Based on their data and previous studies on MCR-1 in China, the researchers have mapped out a potential path of transmission for MCR-1. They theorize that the gene likely evolved in the gastrointestinal tracts of Chinese livestock and poultry as a result of prolonged use of colistin as a growth promoter, and has since been transmitted to humans through contaminated food products, direct contact between animals and humans, or via water sources that have been contaminated by farm runoff (which in turn has caused contamination of produce and seafood). Once the gene has found a home in the human gut, it can cause further contamination of the water system through disposal of waste water.

The transmission map does not include the reservoir, since that body of water had not been contaminated by animal feces. Prevalence of the gene was low in dogs and cats because they are rarely exposed to colistin.

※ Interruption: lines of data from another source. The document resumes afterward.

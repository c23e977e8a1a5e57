//! Core types and foundational components
//!
//! This module contains the fundamental data types, error handling,
//! and constants used throughout the application.

pub mod constants;
pub mod error;
pub mod types;

// Re-export commonly used items for convenience
pub use error::{GridError, Result};
pub use types::{EdgeKey, GridLabel, edge_key};
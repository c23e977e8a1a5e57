use clap::{CommandFactory, Parser};
use streetgrid::analysis::{AnalysisReport, EnergyParams};
use streetgrid::config::{CliConfig, Config, DataFile};
use streetgrid::core::constants::output_formats;
use streetgrid::core::error::GridError;
use streetgrid::data::{CityData, CityGrid, Dataset, TrafficData, VoltageSchedule};
use streetgrid::reporting::logging;
use streetgrid::reporting::{DashboardData, GridMap, HtmlDashboard, NodeDetails};
use streetgrid::ui::completion::print_completions;
use streetgrid::ui::output;
use streetgrid::ui::{Cli, Commands, cli_to_config};

use std::path::Path;

fn main() {
    let cli = Cli::parse();

    // Handle completion commands first
    if let Some(exit_code) = handle_completion_commands(&cli) {
        std::process::exit(exit_code);
    }

    match run_streetgrid(&cli) {
        Ok(exit_code) => std::process::exit(exit_code),
        Err(e) => {
            eprintln!("Error: {e}");
            std::process::exit(1);
        }
    }
}

/// Handle completion commands and return exit code if a completion command was processed
pub fn handle_completion_commands(cli: &Cli) -> Option<i32> {
    match cli.command {
        Some(Commands::CompletionGenerate { shell }) => {
            let mut app = Cli::command();
            print_completions(shell, &mut app);
            Some(0)
        }
        _ => None,
    }
}

/// Main logic extracted from main() for testing
pub fn run_streetgrid(cli: &Cli) -> Result<i32, Box<dyn std::error::Error>> {
    let cli_config = cli_to_config(cli)?;

    // Load and merge configuration
    let config = load_and_merge_config(&cli_config)?;
    config.validate()?;

    logging::init_logger(config.verbose.unwrap_or(false), cli_config.quiet);

    let params = config.energy_params()?;
    logging::log_config_info(&config, &params);

    match cli.command {
        None | Some(Commands::Report) => run_report(&config, &params),
        Some(Commands::Dashboard {
            ref zone,
            ref road,
            ref html,
        }) => run_dashboard(
            &config,
            &params,
            zone.as_deref(),
            road.as_deref(),
            html.as_deref(),
        ),
        Some(Commands::Grid { ref node, ref html }) => {
            run_grid(&config, node.as_deref(), html.as_deref())
        }
        Some(Commands::CompletionGenerate { .. }) => Ok(0),
    }
}

/// Load configuration from file or standard locations and merge with CLI config
pub fn load_and_merge_config(cli_config: &CliConfig) -> Result<Config, Box<dyn std::error::Error>> {
    let mut config = if cli_config.no_config {
        Config::default()
    } else if let Some(ref config_file) = cli_config.config_file {
        Config::load_from_file(config_file).inspect_err(|e| {
            logging::log_error(
                &format!("Could not load config file '{config_file}'"),
                Some(e),
            );
        })?
    } else {
        Config::load_from_standard_locations()
    };

    // Merge CLI arguments with configuration (CLI takes precedence)
    config.merge_with_cli(cli_config);
    Ok(config)
}

/// Verify lamps, estimate the area and print the nightly energy report
pub fn run_report(
    config: &Config,
    params: &EnergyParams,
) -> Result<i32, Box<dyn std::error::Error>> {
    let city = CityData::load(config.input_path(DataFile::CityAnalysis))?;
    let schedule = VoltageSchedule::load(config.input_path(DataFile::VoltageSchedule))?;

    let report = AnalysisReport::build(&city, &schedule, params);
    output::display_report(&report, config.output_format())?;

    Ok(determine_exit_code(&report, config))
}

/// Exit code of the report: failure only in strict mode with missing edges
pub fn determine_exit_code(report: &AnalysisReport, config: &Config) -> i32 {
    if config.strict.unwrap_or(false) && !report.verification.is_complete() {
        logging::log_warning(&format!(
            "Strict mode: {} scheduled edges are missing from the city data",
            report.verification.missing_edges.len()
        ));
        1
    } else {
        0
    }
}

fn generation_timestamp() -> String {
    chrono::Utc::now()
        .format("%Y-%m-%d %H:%M:%S UTC")
        .to_string()
}

/// Zone traffic and road voltage views, printed or written as HTML
pub fn run_dashboard(
    config: &Config,
    params: &EnergyParams,
    zone: Option<&str>,
    road: Option<&str>,
    html: Option<&str>,
) -> Result<i32, Box<dyn std::error::Error>> {
    let traffic = TrafficData::load(config.input_path(DataFile::TrafficData))?;
    let schedule = VoltageSchedule::load(config.input_path(DataFile::VoltageSchedule))?;
    let grid = CityGrid::load(config.input_path(DataFile::CityGrid))?;

    let zones = match zone {
        Some(zone) => vec![zone.to_string()],
        None => config.zone_list(),
    };
    let data = DashboardData::build(
        &traffic,
        &schedule,
        &grid,
        &zones,
        &params.active_hours,
        generation_timestamp(),
    );

    if let Some(path) = html {
        HtmlDashboard::generate_dashboard(&data, path)?;
        logging::log_view_written("dashboard", Path::new(path));
        println!("📊 HTML dashboard generated: {path}");
        return Ok(0);
    }

    let output_format = config.output_format();
    let Some(zone) = zone.and_then(|zone| data.zone(zone)) else {
        println!("{}", output::render_dashboard_overview(&data, output_format)?);
        return Ok(0);
    };

    match road {
        Some(road) => {
            let view = zone.road(road).ok_or_else(|| {
                GridError::InvalidData(format!(
                    "Road '{road}' is not in zone '{}'",
                    zone.name
                ))
            })?;
            if output_format == output_formats::TEXT {
                println!("{}\n", output::render_zone(zone, output_format)?);
            }
            println!("{}", output::render_road(view, output_format)?);
        }
        None => println!("{}", output::render_zone(zone, output_format)?),
    }

    Ok(0)
}

/// Grid overview, intersection details and the HTML grid map
pub fn run_grid(
    config: &Config,
    node: Option<&str>,
    html: Option<&str>,
) -> Result<i32, Box<dyn std::error::Error>> {
    let grid = CityGrid::load(config.input_path(DataFile::CityGrid))?;

    // Streetlight counts fall back to the city statistics when available
    let city_path = config.input_path(DataFile::CityAnalysis);
    let city = if city_path.exists() {
        Some(CityData::load(&city_path)?)
    } else {
        logging::log_warning(&format!(
            "{} not found; edges without their own count show 0 streetlights",
            city_path.display()
        ));
        None
    };

    let output_format = config.output_format();

    if let Some(path) = html {
        GridMap::write_html(&grid, city.as_ref(), path)?;
        logging::log_view_written("grid map", Path::new(path));
        println!("🗺️ Grid map generated: {path}");
    }

    match node {
        Some(node) => {
            let details = NodeDetails::collect(&grid, city.as_ref(), node)?;
            println!("{}", output::render_node_info(&details, output_format)?);
        }
        None if html.is_none() => {
            println!("{}", output::render_grid_summary(&grid, output_format)?);
        }
        None => {}
    }

    Ok(0)
}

The theory that the emergence of MCR-1 was linked to widespread use of colistin in Chinese agriculture led Chinese officials, in late 2016, to ban further use of the drug in livestock and poultry. That will reduce selection pressure for the gene in food-producing animals. But Chinese hospitals have recently begun using colistin to treat multidrug-resistant infections, such as those caused by carbapenem-resistant enterobacteriaceae (CRE).  The study's authors are concerned that clinical use of the drug will hasten the spread of MCR-1 in hospitals, making multidrug-resistant infections even harder to treat.

"Upon approval of clinical use of colistin in China and other regions of the world this year or in the near future, the two colistin resistance-encoding plasmids described in our study may potentially spread in the hospital environment within a short period," they write. "The use of colistin to treat CRE infections may result in rapid selection of organisms that exhibit resistance to both carbapenems and colistin."